Je vous inviterai à ajuster ou à supprimer des dispositions inapplicables techniquement ou non conformes au droit européen. Dans la définition des points atypiques, je vous proposerai de supprimer la référence à la moyenne nationale, car l'ANFR ne semble pas en mesure de la calculer ; il faudra également indiquer que la résorption de ces points doit se faire sous réserve de faisabilité technique. Je serai contraint de vous proposer de supprimer l'obligation de faire figurer le DAS sur l'appareil, car cette disposition est contraire au droit européen, notamment à la liberté de circulation des marchandises. Les modalités d'affichage du DAS relèvent d'un simple arrêté.
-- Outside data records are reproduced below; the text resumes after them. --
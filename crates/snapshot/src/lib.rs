//! Durable session snapshots.
//!
//! A [`Snapshot`] is the reduced, serializable view of a session: identity,
//! transfer records without payloads, recent logs, storage capabilities and
//! preferences. [`SnapshotStore`] writes it to a [`KvBackend`], rewrites it
//! after every burst of changes, and drives the session back on start.

pub mod backend;
mod snapshot;
mod store;

pub use backend::{JsonDirBackend, KvBackend, MemoryBackend, config_dir, default_state_dir};
pub use snapshot::{Preferences, SNAPSHOT_VERSION, Snapshot};
pub use store::{SNAPSHOT_KEY, SnapshotStore};

/// Errors from snapshot persistence.
#[derive(Debug, thiserror::Error)]
pub enum SnapshotError {
    #[error("I/O error: {0}")]
    Io(#[from] std::io::Error),

    #[error("JSON error: {0}")]
    Json(#[from] serde_json::Error),

    #[error("invalid snapshot key: {0}")]
    InvalidKey(String),
}
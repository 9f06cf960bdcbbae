//! Session coordination for beamdrop.
//!
//! Owns the local identity, opens and accepts the point-to-point channel,
//! feeds channel data into the transfer engine, and restores the signaling
//! connection with exponential backoff when it drops unexpectedly.

mod coordinator;
pub mod loopback;
mod reconnect;
pub mod signaling;
pub mod types;

pub use coordinator::SessionCoordinator;
pub use signaling::{
    ChannelEvent, ChannelLink, IceServer, IceServerProvider, Registration, Signaling,
    SignalingError, SignalingEvent,
};
pub use types::{ReconnectConfig, SessionConfig, SessionEvent, SessionInfo, SessionPhase};

use beamdrop_transfer::TransferError;

/// Errors returned by [`SessionCoordinator`] operations.
#[derive(Debug, thiserror::Error)]
pub enum SessionError {
    /// The requested room code is already claimed by another endpoint.
    #[error("identity already taken: {0}")]
    IdentityTaken(String),

    /// The channel could not be opened, including connect timeouts.
    #[error("connection failed: {0}")]
    ConnectionFailed(String),

    #[error("session has no identity; call open first")]
    NotReady,

    #[error("no active channel")]
    NotConnected,

    #[error("signaling error: {0}")]
    Signaling(#[from] SignalingError),

    #[error("transfer error: {0}")]
    Transfer(#[from] TransferError),
}
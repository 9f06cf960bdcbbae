//! In-process transport.
//!
//! [`LoopbackNetwork`] is a rendezvous table shared by any number of
//! [`LoopbackSignaling`] endpoints. Channels between them are pairs of
//! [`LoopbackChannel`]s: each side queues outbound frames on its own wire,
//! a pump task delivers them into the peer's bounded event queue, and the
//! buffered-amount counter covers everything queued but not yet delivered.

use std::collections::HashMap;
use std::sync::atomic::{AtomicBool, AtomicU32, AtomicUsize, Ordering};
use std::sync::{Arc, Mutex, MutexGuard, PoisonError};

use tokio::sync::mpsc;
use tracing::{debug, trace};

use beamdrop_transfer::{ChannelError, DataChannel};

use crate::signaling::{ChannelEvent, ChannelLink, Registration, Signaling, SignalingError, SignalingEvent};

/// Capacity of each channel's inbound event queue.
const EVENT_CAPACITY: usize = 64;

/// Capacity of each endpoint's signaling event queue.
const SIGNALING_CAPACITY: usize = 32;

fn lock<T>(m: &Mutex<T>) -> MutexGuard<'_, T> {
    m.lock().unwrap_or_else(PoisonError::into_inner)
}

// ---------------------------------------------------------------------------
// Channel
// ---------------------------------------------------------------------------

enum Frame {
    Data(Vec<u8>),
    Close,
}

/// One end of an in-memory channel pair.
pub struct LoopbackChannel {
    wire: mpsc::UnboundedSender<Frame>,
    buffered: Arc<AtomicUsize>,
    /// Shared by both ends.
    open: Arc<AtomicBool>,
    local_events: mpsc::Sender<ChannelEvent>,
}

/// One end of a pair with the events it receives.
pub type LoopbackEnd = (Arc<LoopbackChannel>, mpsc::Receiver<ChannelEvent>);

impl LoopbackChannel {
    /// Creates a connected pair. Both event streams start with
    /// [`ChannelEvent::Open`].
    ///
    /// Must be called from within a tokio runtime.
    pub fn pair() -> (LoopbackEnd, LoopbackEnd) {
        let open = Arc::new(AtomicBool::new(true));
        let (a_tx, a_rx) = mpsc::channel(EVENT_CAPACITY);
        let (b_tx, b_rx) = mpsc::channel(EVENT_CAPACITY);
        // Fresh queues, cannot be full.
        let _ = a_tx.try_send(ChannelEvent::Open);
        let _ = b_tx.try_send(ChannelEvent::Open);

        let a = Self::half(Arc::clone(&open), a_tx.clone(), b_tx.clone());
        let b = Self::half(open, b_tx, a_tx);
        ((a, a_rx), (b, b_rx))
    }

    fn half(
        open: Arc<AtomicBool>,
        local_events: mpsc::Sender<ChannelEvent>,
        peer_events: mpsc::Sender<ChannelEvent>,
    ) -> Arc<Self> {
        let (wire, frames) = mpsc::unbounded_channel();
        let buffered = Arc::new(AtomicUsize::new(0));
        tokio::spawn(pump(frames, peer_events, Arc::clone(&buffered)));
        Arc::new(Self {
            wire,
            buffered,
            open,
            local_events,
        })
    }

    /// Raises a [`ChannelEvent::Error`] on this end, as a transport fault
    /// would.
    pub fn inject_error(&self, reason: impl Into<String>) {
        let _ = self.local_events.try_send(ChannelEvent::Error(reason.into()));
    }
}

impl DataChannel for LoopbackChannel {
    fn send(&self, payload: Vec<u8>) -> Result<(), ChannelError> {
        if !self.open.load(Ordering::SeqCst) {
            return Err(ChannelError::Closed);
        }
        let len = payload.len();
        self.buffered.fetch_add(len, Ordering::SeqCst);
        self.wire.send(Frame::Data(payload)).map_err(|_| {
            self.buffered.fetch_sub(len, Ordering::SeqCst);
            ChannelError::Closed
        })
    }

    fn buffered_amount(&self) -> usize {
        self.buffered.load(Ordering::SeqCst)
    }

    fn is_open(&self) -> bool {
        self.open.load(Ordering::SeqCst)
    }

    /// Closes both ends. The peer sees [`ChannelEvent::Close`] after any
    /// frames already queued.
    fn close(&self) {
        if self.open.swap(false, Ordering::SeqCst) {
            let _ = self.wire.send(Frame::Close);
        }
    }
}

async fn pump(
    mut frames: mpsc::UnboundedReceiver<Frame>,
    peer: mpsc::Sender<ChannelEvent>,
    buffered: Arc<AtomicUsize>,
) {
    while let Some(frame) = frames.recv().await {
        match frame {
            Frame::Data(bytes) => {
                let len = bytes.len();
                let delivered = peer.send(ChannelEvent::Data(bytes)).await.is_ok();
                buffered.fetch_sub(len, Ordering::SeqCst);
                if !delivered {
                    break;
                }
            }
            Frame::Close => {
                let _ = peer.send(ChannelEvent::Close).await;
                break;
            }
        }
    }
    trace!("loopback pump stopped");
}

// ---------------------------------------------------------------------------
// Signaling
// ---------------------------------------------------------------------------

/// Shared rendezvous table for loopback endpoints.
#[derive(Clone, Default)]
pub struct LoopbackNetwork {
    peers: Arc<Mutex<HashMap<String, mpsc::Sender<SignalingEvent>>>>,
}

impl LoopbackNetwork {
    pub fn new() -> Self {
        Self::default()
    }

    /// A new signaling endpoint attached to this network.
    pub fn endpoint(&self) -> LoopbackSignaling {
        LoopbackSignaling {
            network: self.clone(),
            id: Mutex::new(None),
            own_events: Mutex::new(None),
            last_channel: Mutex::new(None),
            failing_reconnects: AtomicU32::new(0),
            reconnects: AtomicU32::new(0),
        }
    }

    pub fn is_registered(&self, id: &str) -> bool {
        lock(&self.peers).contains_key(id)
    }
}

/// A [`Signaling`] endpoint on a [`LoopbackNetwork`].
pub struct LoopbackSignaling {
    network: LoopbackNetwork,
    id: Mutex<Option<String>>,
    own_events: Mutex<Option<mpsc::Sender<SignalingEvent>>>,
    last_channel: Mutex<Option<Arc<LoopbackChannel>>>,
    failing_reconnects: AtomicU32,
    reconnects: AtomicU32,
}

impl LoopbackSignaling {
    pub fn id(&self) -> Option<String> {
        lock(&self.id).clone()
    }

    /// Reports an unexpected signaling drop to whoever holds the
    /// registration.
    pub fn simulate_drop(&self) {
        if let Some(tx) = lock(&self.own_events).as_ref() {
            let _ = tx.try_send(SignalingEvent::Disconnected);
        }
    }

    /// Makes the next `n` reconnect attempts fail.
    pub fn fail_next_reconnects(&self, n: u32) {
        self.failing_reconnects.store(n, Ordering::SeqCst);
    }

    /// Successful reconnects so far.
    pub fn reconnect_count(&self) -> u32 {
        self.reconnects.load(Ordering::SeqCst)
    }

    /// Local end of the most recent channel this endpoint opened.
    pub fn last_channel(&self) -> Option<Arc<LoopbackChannel>> {
        lock(&self.last_channel).clone()
    }

    fn generated_id() -> String {
        let raw = uuid::Uuid::new_v4().simple().to_string();
        format!("peer-{}", &raw[..8])
    }
}

impl Signaling for LoopbackSignaling {
    async fn register(&self, requested: Option<&str>) -> Result<Registration, SignalingError> {
        let id = requested.map_or_else(Self::generated_id, str::to_string);
        let (tx, rx) = mpsc::channel(SIGNALING_CAPACITY);
        {
            let mut peers = lock(&self.network.peers);
            if peers.contains_key(&id) {
                return Err(SignalingError::IdentityTaken(id));
            }
            if let Some(old) = lock(&self.id).take() {
                peers.remove(&old);
            }
            peers.insert(id.clone(), tx.clone());
        }
        *lock(&self.id) = Some(id.clone());
        *lock(&self.own_events) = Some(tx);
        debug!(id = %id, "loopback identity registered");
        Ok(Registration { id, events: rx })
    }

    async fn reconnect(&self) -> Result<(), SignalingError> {
        if lock(&self.id).is_none() {
            return Err(SignalingError::NotRegistered);
        }
        let failing = self.failing_reconnects.load(Ordering::SeqCst);
        if failing > 0 {
            self.failing_reconnects.store(failing - 1, Ordering::SeqCst);
            return Err(SignalingError::Unavailable("simulated outage".into()));
        }
        self.reconnects.fetch_add(1, Ordering::SeqCst);
        Ok(())
    }

    async fn open_channel(&self, target: &str) -> Result<ChannelLink, SignalingError> {
        let self_id = self.id().ok_or(SignalingError::NotRegistered)?;
        let peer_tx = lock(&self.network.peers)
            .get(target)
            .cloned()
            .ok_or_else(|| SignalingError::PeerUnavailable(target.to_string()))?;

        let ((local, local_events), (remote, remote_events)) = LoopbackChannel::pair();
        let incoming = ChannelLink {
            peer_id: self_id,
            channel: remote,
            events: remote_events,
        };
        peer_tx
            .send(SignalingEvent::IncomingChannel(incoming))
            .await
            .map_err(|_| SignalingError::PeerUnavailable(target.to_string()))?;

        *lock(&self.last_channel) = Some(Arc::clone(&local));
        Ok(ChannelLink {
            peer_id: target.to_string(),
            channel: local,
            events: local_events,
        })
    }

    async fn release(&self) {
        if let Some(id) = lock(&self.id).take() {
            lock(&self.network.peers).remove(&id);
            debug!(id = %id, "loopback identity released");
        }
        lock(&self.own_events).take();
    }
}

#[cfg(test)]
mod tests {
    use super::*;

    #[tokio::test]
    async fn pair_delivers_in_order_and_drains_counter() {
        let ((a, mut a_rx), (b, mut b_rx)) = LoopbackChannel::pair();
        assert_eq!(a_rx.recv().await, Some(ChannelEvent::Open));
        assert_eq!(b_rx.recv().await, Some(ChannelEvent::Open));

        a.send(b"one".to_vec()).unwrap();
        a.send(b"two".to_vec()).unwrap();
        assert_eq!(b_rx.recv().await, Some(ChannelEvent::Data(b"one".to_vec())));
        assert_eq!(b_rx.recv().await, Some(ChannelEvent::Data(b"two".to_vec())));

        tokio::task::yield_now().await;
        assert_eq!(a.buffered_amount(), 0);
        assert!(b.is_open());
    }

    #[tokio::test]
    async fn unread_frames_count_as_buffered() {
        let ((a, _a_rx), (_b, _b_rx)) = LoopbackChannel::pair();
        // The peer never reads: its queue fills and the rest stays buffered.
        for _ in 0..(EVENT_CAPACITY + 10) {
            a.send(vec![0u8; 100]).unwrap();
        }
        for _ in 0..10 {
            tokio::task::yield_now().await;
        }
        // One Open plus delivered frames fill the queue; ten remain.
        assert!(a.buffered_amount() >= 10 * 100);
    }

    #[tokio::test]
    async fn close_reaches_peer_after_pending_data() {
        let ((a, _a_rx), (b, mut b_rx)) = LoopbackChannel::pair();
        b_rx.recv().await;

        a.send(b"last".to_vec()).unwrap();
        a.close();
        a.close();

        assert_eq!(b_rx.recv().await, Some(ChannelEvent::Data(b"last".to_vec())));
        assert_eq!(b_rx.recv().await, Some(ChannelEvent::Close));
        assert!(!b.is_open());
        assert_eq!(b.send(b"x".to_vec()), Err(ChannelError::Closed));
    }

    #[tokio::test]
    async fn register_rejects_taken_code() {
        let net = LoopbackNetwork::new();
        let host = net.endpoint();
        let other = net.endpoint();

        host.register(Some("ROOM1")).await.unwrap();
        let err = other.register(Some("ROOM1")).await.unwrap_err();
        assert_eq!(err, SignalingError::IdentityTaken("ROOM1".into()));

        host.release().await;
        assert!(!net.is_registered("ROOM1"));
        other.register(Some("ROOM1")).await.unwrap();
    }

    #[tokio::test]
    async fn open_channel_announces_to_target() {
        let net = LoopbackNetwork::new();
        let host = net.endpoint();
        let guest = net.endpoint();

        let mut host_reg = host.register(Some("ROOM1")).await.unwrap();
        let guest_reg = guest.register(None).await.unwrap();

        let link = guest.open_channel("ROOM1").await.unwrap();
        assert_eq!(link.peer_id, "ROOM1");

        match host_reg.events.recv().await {
            Some(SignalingEvent::IncomingChannel(incoming)) => {
                assert_eq!(incoming.peer_id, guest_reg.id);
            }
            other => panic!("expected incoming channel, got {other:?}"),
        }
        assert!(matches!(
            guest.open_channel("NOPE").await,
            Err(SignalingError::PeerUnavailable(_))
        ));
    }

    #[tokio::test]
    async fn scripted_reconnect_failures() {
        let net = LoopbackNetwork::new();
        let ep = net.endpoint();
        assert_eq!(ep.reconnect().await, Err(SignalingError::NotRegistered));

        ep.register(None).await.unwrap();
        ep.fail_next_reconnects(1);
        assert!(ep.reconnect().await.is_err());
        assert!(ep.reconnect().await.is_ok());
        assert_eq!(ep.reconnect_count(), 1);
    }
}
Il serait utile de réfléchir à l'idée, développée par l'auteure de la proposition de loi, de faire figurer un autocollant sur les appareils.
Enfin, je vous inviterai à ajuster voire à supprimer certaines dispositions dont l'impact économique pourrait être potentiellement désastreux pour certains secteurs économiques, sans être justifiées par des risques sanitaires avérés. Je pense notamment à l'interdiction de la publicité pour les équipements terminaux radioélectriques autres que les téléphones mobiles pour les enfants de moins de 14 ans. Cette disposition a un champ d'application très flou, elle n'est pas justifiée d'un point de vue sanitaire puisque les appareils visés ne sont pas portés à la tête, et elle pourrait avoir un impact désastreux pour des secteurs économiques tels que la filière du jouet ou des jeux vidéo. Je vous inviterai à adopter l'amendement de suppression du président Raymond Vall.
Sous réserve de ces observations et des amendements que je vous soumettrai, je recommande à la commission d'adopter cette proposition de loi.